CN212208259U - Touch screen simulator with movable contact - Google Patents

Abstract

The application relates to a touch screen simulator with a movable contact, which comprises a jacket, a touch screen ring, an operating part, a control circuit board and a micro-drive assembly, wherein the jacket is provided with a clamping groove for clamping electronic equipment; the control circuit board is provided with a control circuit, the control circuit at least comprises a main control chip, at least one touch point is arranged in the touch screen ring, and the touch point is electrically connected with the main control chip; the micro-drive component is connected to the main control chip and is in transmission connection with the touch points so as to drive the touch points to move under the control of the main control chip. Control signals are sent to the micro-driving component through the main control chip, the micro-driving component is controlled to drive the touch points to move, so that the touch positions of the touch points generate slight offset, the influence of muzzle drift on shooting precision is reduced, and shooting experience of an FPS game is improved.

Description

Touch screen simulator with movable contact

Technical Field

The application relates to the field of game peripherals, in particular to a touch screen simulator with movable contacts.

Background

With the rapid development of mobile phone games, a large number of operation keys are required for mobile phone games, for example, in hot chicken-eating hand games on the market, a plurality of keys are required to be operated in close coordination, and a player is required to quickly respond to the operation to bring a good game experience effect.

The auxiliary touch screen device appears on the market to realize auxiliary touch screen, however, due to the difference of the used screens of mobile devices such as mobile phones, the difference of the refresh rates of the screens is large, and when the touch screen device is used for touch screen, the problem of poor touch screen feedback still exists, so that the game experience is poor.

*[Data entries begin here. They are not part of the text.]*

//! xtask for yabrc - build automation and tooling
//!
//! This binary provides development tasks like man page generation.

use anyhow::{Context, Result};
use clap::{CommandFactory, Parser};
use std::fs;
use std::path::{Path, PathBuf};

#[derive(Parser)]
#[command(name = "xtask", about = "Build automation for yabrc")]
enum Task {
    /// Generate man pages from clap definitions
    GenerateManPages {
        /// Output directory for man pages (default: ./man)
        #[arg(short, long, default_value = "man")]
        output: PathBuf,
    },
}

fn main() -> Result<()> {
    let task = Task::parse();

    match task {
        Task::GenerateManPages { output } => generate_man_pages(&output)?,
    }

    Ok(())
}

fn render(cmd: clap::Command, path: &Path) -> Result<()> {
    let file = fs::File::create(path)
        .with_context(|| format!("Failed to create man page: {}", path.display()))?;
    clap_mangen::Man::new(cmd).render(&mut std::io::BufWriter::new(file))?;
    println!("✓ Generated: {}", path.display());
    Ok(())
}

fn generate_man_pages(output_dir: &Path) -> Result<()> {
    println!("Generating man pages...");

    fs::create_dir_all(output_dir)
        .with_context(|| format!("Failed to create directory: {}", output_dir.display()))?;

    let mut cmd = yabrc::cli::Cli::command();
    render(cmd.clone(), &output_dir.join("yabrc.1"))?;

    for name in ["update", "compare", "print", "version"] {
        if let Some(subcmd) = cmd.find_subcommand_mut(name) {
            render(subcmd.clone(), &output_dir.join(format!("yabrc-{name}.1")))?;
        }
    }

    println!(
        "\nMan pages successfully generated in: {}",
        output_dir.display()
    );
    println!("\nTo view the man pages:");
    println!("  man {}/yabrc.1", output_dir.display());

    Ok(())
}
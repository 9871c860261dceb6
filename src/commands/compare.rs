use super::load_index;
use crate::diff::{Reporter, compare};
use crate::fs::FileSystem;
use anyhow::Result;
use std::path::Path;
use tracing::info;

/// Compares the manifest `ext` of `config1` against the manifest `ext2` of
/// `config2`, or of `config1` again when no second config is given.
///
/// Returns whether the two are the same. Differences go to `reporter`.
///
/// # Errors
///
/// Returns an error if either config or manifest cannot be loaded.
pub fn execute(
    fs: &dyn FileSystem,
    config1: &Path,
    config2: Option<&Path>,
    ext: &str,
    ext2: &str,
    ignore_missing: bool,
    reporter: &mut dyn Reporter,
) -> Result<bool> {
    let (_, first) = load_index(fs, config1, ext)?;
    let (_, second) = load_index(fs, config2.unwrap_or(config1), ext2)?;

    info!("comparing {first} vs {second}");
    Ok(compare(Some(&first), Some(&second), ignore_missing, reporter))
}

The patent application 2019223609775 previously filed by the applicant discloses a touch screen control circuit and a touch screen device, which can realize the function of one-time pressing and multiple shooting when an FPS game is played. However, in practice, the FPS game often has a shooter simulation function, and when continuous shooting is performed, the position of the muzzle may slightly drift based on actual shooter simulation, and the slight drift of the muzzle may cause a certain difference in the shooting path, so that the actual continuous shooting effect cannot achieve the best effect.

SUMMERY OF THE UTILITY MODEL

Therefore, it is necessary to provide a touch screen simulator with movable contacts, which aims to solve the problem that when continuous shooting is performed, the position of a muzzle slightly drifts based on the actual shooter simulation of an FPS game, and the actual continuous shooting effect cannot achieve the best effect due to a certain difference in shooting path caused by the slight drift of the muzzle.

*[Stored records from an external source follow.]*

//! Command-line interface definitions for yabrc.
//!
//! The CLI definitions are shared between the main binary and build tools
//! (like xtask) for man page generation.
//!
//! Note: Field-level documentation is provided via clap attributes, so we
//! allow missing_docs for this module to avoid redundant documentation.

#![allow(missing_docs)]
#![allow(clippy::missing_docs_in_private_items)]

use clap::{Parser, Subcommand};
use clap_complete::Shell;
use std::path::PathBuf;

/// Main CLI structure for yabrc.
#[derive(Parser)]
#[command(
    name = "yabrc",
    version = crate::VERSION,
    about = "Yet another bit rot checker",
    long_about = "Hashes every file under a directory into a compressed manifest and \
                  compares manifests over time to find silently corrupted files"
)]
pub struct Cli {
    /// Subcommand to execute
    #[command(subcommand)]
    pub command: Commands,

    /// Enable debug logging
    #[arg(short, long, global = true)]
    pub debug: bool,

    /// Label of the manifest to read or write
    #[arg(short, long, global = true, default_value = crate::DEFAULT_EXTENSION)]
    pub ext: String,
}

/// All available commands.
#[derive(Subcommand)]
pub enum Commands {
    /// Build a fresh index and save it as the current manifest
    Update {
        /// Config file
        config: PathBuf,

        /// Reuse entries of unchanged files from the current manifest
        #[arg(short, long)]
        fast: bool,

        /// Save without asking for confirmation
        #[arg(short, long)]
        autosave: bool,

        /// Overwrite the current manifest instead of keeping it
        #[arg(short, long)]
        overwrite: bool,

        /// Label the current manifest is moved to (default: its timestamp)
        #[arg(long, alias = "old_ext")]
        old_ext: Option<String>,
    },

    /// Compare two manifests
    Compare {
        /// Config of the reference manifest
        config1: PathBuf,

        /// Config of the second manifest (default: config1)
        config2: Option<PathBuf>,

        /// Label of the second manifest
        #[arg(long, default_value = crate::DEFAULT_EXTENSION)]
        ext2: String,

        /// Do not report files missing from the reference manifest
        #[arg(short, long)]
        ignore_missing: bool,

        /// Report differences as a JSON array on stdout
        #[arg(short, long)]
        json: bool,
    },

    /// Print manifest summaries
    Print {
        /// Config files
        #[arg(required = true)]
        configs: Vec<PathBuf>,

        /// Print every entry
        #[arg(long, conflicts_with = "json")]
        entries: bool,

        /// Print manifests as JSON
        #[arg(short, long)]
        json: bool,
    },

    /// Show version and licence
    Version,

    /// Generate shell completion scripts
    Completion {
        /// Shell to generate completions for
        #[arg(value_enum)]
        shell: Shell,
    },
}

A touch screen simulator with a movable contact comprises a jacket, a touch screen ring, an operating part, a control circuit board and a micro-driving assembly, wherein a clamping groove is formed in the jacket and used for clamping electronic equipment;

the control circuit board is provided with a control circuit, the control circuit at least comprises a main control chip, at least one touch point is arranged in the touch screen ring, and the touch point is electrically connected with the main control chip;

the micro-driving component is connected to the main control chip and is in transmission connection with the touch control point so as to drive the touch control point to move under the control of the main control chip.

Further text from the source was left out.